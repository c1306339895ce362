//! Violation handlers

use axum::{
    extract::{Path, Query, State},
    http::StatusCode,
    Extension, Json,
};
use core_kernel::ViolationId;
use domain_case::{EntityRef, EntityType, Violation, ViolationDetails};
use infra_db::UpdateOutcome;

use super::{record_created, record_updated};
use crate::auth::Actor;
use crate::dto::violation::{CreateViolationRequest, UpdateViolationRequest, ViolationListQuery};
use crate::{error::ApiError, AppState};

/// Records a new violation; the caller is the officer unless one is named
pub async fn create_violation(
    State(state): State<AppState>,
    Extension(actor): Extension<Actor>,
    Json(request): Json<CreateViolationRequest>,
) -> Result<(StatusCode, Json<Violation>), ApiError> {
    let violation = state
        .db
        .violations
        .create(request.into_domain(actor.user_id)?)
        .await?;
    let entity = EntityRef::new(EntityType::Violation, violation.id);
    record_created(&state, &actor, entity, &violation.violation_number).await;
    Ok((StatusCode::CREATED, Json(violation)))
}

/// Lists violations, most recent first
pub async fn list_violations(
    State(state): State<AppState>,
    Query(query): Query<ViolationListQuery>,
) -> Result<Json<Vec<Violation>>, ApiError> {
    Ok(Json(state.db.violations.list(&query.filter()?).await?))
}

pub async fn get_violation(
    State(state): State<AppState>,
    Path(id): Path<i64>,
) -> Result<Json<Violation>, ApiError> {
    Ok(Json(state.db.violations.get(ViolationId::new(id)).await?))
}

/// A violation with its officer, seizures, infractions and evidence
pub async fn get_violation_details(
    State(state): State<AppState>,
    Path(id): Path<i64>,
) -> Result<Json<ViolationDetails>, ApiError> {
    Ok(Json(state.db.violations.details(ViolationId::new(id)).await?))
}

pub async fn update_violation(
    State(state): State<AppState>,
    Extension(actor): Extension<Actor>,
    Path(id): Path<i64>,
    Json(request): Json<UpdateViolationRequest>,
) -> Result<Json<UpdateOutcome<Violation>>, ApiError> {
    let id = ViolationId::new(id);
    let outcome = state.db.violations.update(id, request.into_domain()?).await?;
    if let UpdateOutcome::Updated { after, .. } = &outcome {
        let entity = EntityRef::new(EntityType::Violation, id);
        record_updated(&state, &actor, entity, &after.violation_number, &outcome).await;
    }
    Ok(Json(outcome))
}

**PROBLEM REQUIREMENTS**:
From the first line of the records above to the line that contains "-> Result<Json<Vec<Violation>>, ApiError>", quote each line exactly.

**ANSWER FOR THE TASK**:
repository c1306339895ce362
//! Violation handlers

use axum::{
    extract::{Path, Query, State},
    http::StatusCode,
    Extension, Json,
};
use core_kernel::ViolationId;
use domain_case::{EntityRef, EntityType, Violation, ViolationDetails};
use infra_db::UpdateOutcome;

use super::{record_created, record_updated};
use crate::auth::Actor;
use crate::dto::violation::{CreateViolationRequest, UpdateViolationRequest, ViolationListQuery};
use crate::{error::ApiError, AppState};

/// Records a new violation; the caller is the officer unless one is named
pub async fn create_violation(
    State(state): State<AppState>,
    Extension(actor): Extension<Actor>,
    Json(request): Json<CreateViolationRequest>,
) -> Result<(StatusCode, Json<Violation>), ApiError> {
    let violation = state
        .db
        .violations
        .create(request.into_domain(actor.user_id)?)
        .await?;
    let entity = EntityRef::new(EntityType::Violation, violation.id);
    record_created(&state, &actor, entity, &violation.violation_number).await;
    Ok((StatusCode::CREATED, Json(violation)))
}

/// Lists violations, most recent first
pub async fn list_violations(
    State(state): State<AppState>,
    Query(query): Query<ViolationListQuery>,
) -> Result<Json<Vec<Violation>>, ApiError> {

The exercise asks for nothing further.